I was impressed with the quality of the facilities and the dedication of the care staff. This is clearly one of the best care homes around - and not just because the residents always have a glass of sherry before lunch!
Unfortunately not every care home reaches this standard. This week the Care Quality Commission said that one in four care homes in England provide poor or only adequate service.
Local people will be relieved that on most measures West Sussex performs better than this.
But these ratings suggest that last year 11,000 people in England were forced to sell their homes to pay for sub-standard long term care.
That's pretty awful. An insurance-based Home Protection Scheme would at least allow people to keep their homes when they go into care.
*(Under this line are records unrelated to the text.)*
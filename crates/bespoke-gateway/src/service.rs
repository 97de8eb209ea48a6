use axum::Router;
use log::info;
use std::net::SocketAddr;
use tokio::net::TcpListener;
use tokio::sync::watch;

use crate::error::GatewayError;

/// Sirve `router` en `addr` hasta que `shutdown` pase a `true`.
pub async fn serve(name: &'static str,
                   addr: SocketAddr,
                   router: Router,
                   mut shutdown: watch::Receiver<bool>)
                   -> Result<(), GatewayError> {
    let listener = TcpListener::bind(addr).await
                                          .map_err(|source| GatewayError::Bind { addr, source })?;
    info!("{} listening on {}", name, listener.local_addr()?);
    axum::serve(listener, router).with_graceful_shutdown(async move {
                                     let _ = shutdown.wait_for(|stop| *stop).await;
                                 })
                                 .await?;
    info!("{} stopped", name);
    Ok(())
}
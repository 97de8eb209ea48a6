use serde::{Deserialize, Serialize};
use std::fmt;

/// Estado compartido por jobs, stages y tareas.
///
/// Transiciones válidas de un stage:
/// - `Waiting` -> `Running` | `Success` | `Errored`
/// - `Running` -> `Success` | `Errored`
///
/// `Success` y `Errored` son terminales: no cambian nunca más.
#[derive(Debug, Clone, Copy, PartialEq, Eq, Hash, Serialize, Deserialize, Default)]
#[serde(rename_all = "lowercase")]
pub enum Status {
    #[default]
    Waiting,
    Running,
    Success,
    Errored,
}

impl Status {
    pub fn is_terminal(self) -> bool {
        matches!(self, Status::Success | Status::Errored)
    }

    pub fn as_str(self) -> &'static str {
        match self {
            Status::Waiting => "waiting",
            Status::Running => "running",
            Status::Success => "success",
            Status::Errored => "errored",
        }
    }

    pub fn parse(s: &str) -> Option<Status> {
        match s {
            "waiting" => Some(Status::Waiting),
            "running" => Some(Status::Running),
            "success" => Some(Status::Success),
            "errored" => Some(Status::Errored),
            _ => None,
        }
    }
}

impl fmt::Display for Status {
    fn fmt(&self, f: &mut fmt::Formatter<'_>) -> fmt::Result {
        f.write_str(self.as_str())
    }
}

/// Agrega los estados de un fan-out en el estado de un único stage.
///
/// Un error gana sobre todo lo demás; un conjunto vacío se considera
/// completado.
pub fn aggregate_statuses<I>(statuses: I) -> Status
    where I: IntoIterator<Item = Status>
{
    let mut all_waiting = true;
    let mut all_success = true;
    for s in statuses {
        if s == Status::Errored {
            return Status::Errored;
        }
        all_waiting &= s == Status::Waiting;
        all_success &= s == Status::Success;
    }
    if all_success {
        // Incluye el conjunto vacío (que también es "todo waiting").
        Status::Success
    } else if all_waiting {
        Status::Waiting
    } else {
        Status::Running
    }
}

#[cfg(test)]
mod tests {
    use super::*;

    #[test]
    fn any_error_wins() {
        assert_eq!(aggregate_statuses([Status::Success, Status::Errored]), Status::Errored);
        assert_eq!(aggregate_statuses([Status::Waiting, Status::Errored, Status::Running]), Status::Errored);
    }

    #[test]
    fn waiting_success_and_mixed() {
        assert_eq!(aggregate_statuses([Status::Waiting, Status::Waiting]), Status::Waiting);
        assert_eq!(aggregate_statuses([Status::Success, Status::Success]), Status::Success);
        assert_eq!(aggregate_statuses([Status::Success, Status::Waiting]), Status::Running);
        assert_eq!(aggregate_statuses([Status::Running]), Status::Running);
    }

    #[test]
    fn empty_fan_out_is_success() {
        assert_eq!(aggregate_statuses(Vec::new()), Status::Success);
    }

    #[test]
    fn serde_uses_lowercase() {
        assert_eq!(serde_json::to_string(&Status::Errored).unwrap(), "\"errored\"");
        assert_eq!(Status::parse("running"), Some(Status::Running));
        assert_eq!(Status::parse("done"), None);
    }
}
//! Esquema Diesel (escrito a mano). Reemplazable con `diesel print-schema`.

diesel::table! {
    kv_strings (key) {
        key -> Text,
        value -> Text,
    }
}

diesel::table! {
    kv_hash_fields (key, field) {
        key -> Text,
        field -> Text,
        value -> Text,
    }
}

diesel::table! {
    kv_list_items (id) {
        id -> BigInt,
        key -> Text,
        value -> Text,
    }
}

diesel::allow_tables_to_appear_in_same_query!(kv_strings, kv_hash_fields, kv_list_items,);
The way in which public services are rated has proved controversial after some hospitals which had officially been ranked ‘good' were found to have delivered unacceptable standards.
Better regulation, which looks at the care real people are receiving, rather than counting tick-box targets, is needed.
In the meantime, it's not surprising that people lose faith in official scorecards which don't seem to tell the true story about services, and turn instead to independent guides.
This weekend the Dr Foster report into patient safety at hospitals placed the Brighton and Sussex University Hospitals NHS Trust, which runs the Princess Royal at Haywards Heath, in the top 5 per cent of hospitals in the country - joint sixth out of 146 hospitals.
But the new Western Sussex Hospitals NHS Trust, which runs Worthing and Southlands and St Richard's in Chichester, has found itself some way down the ratings.
The Trust says they are working on improvements and find such information useful. They are right - we need more information about the performance of the services on which we rely, and in a format which is meaningful.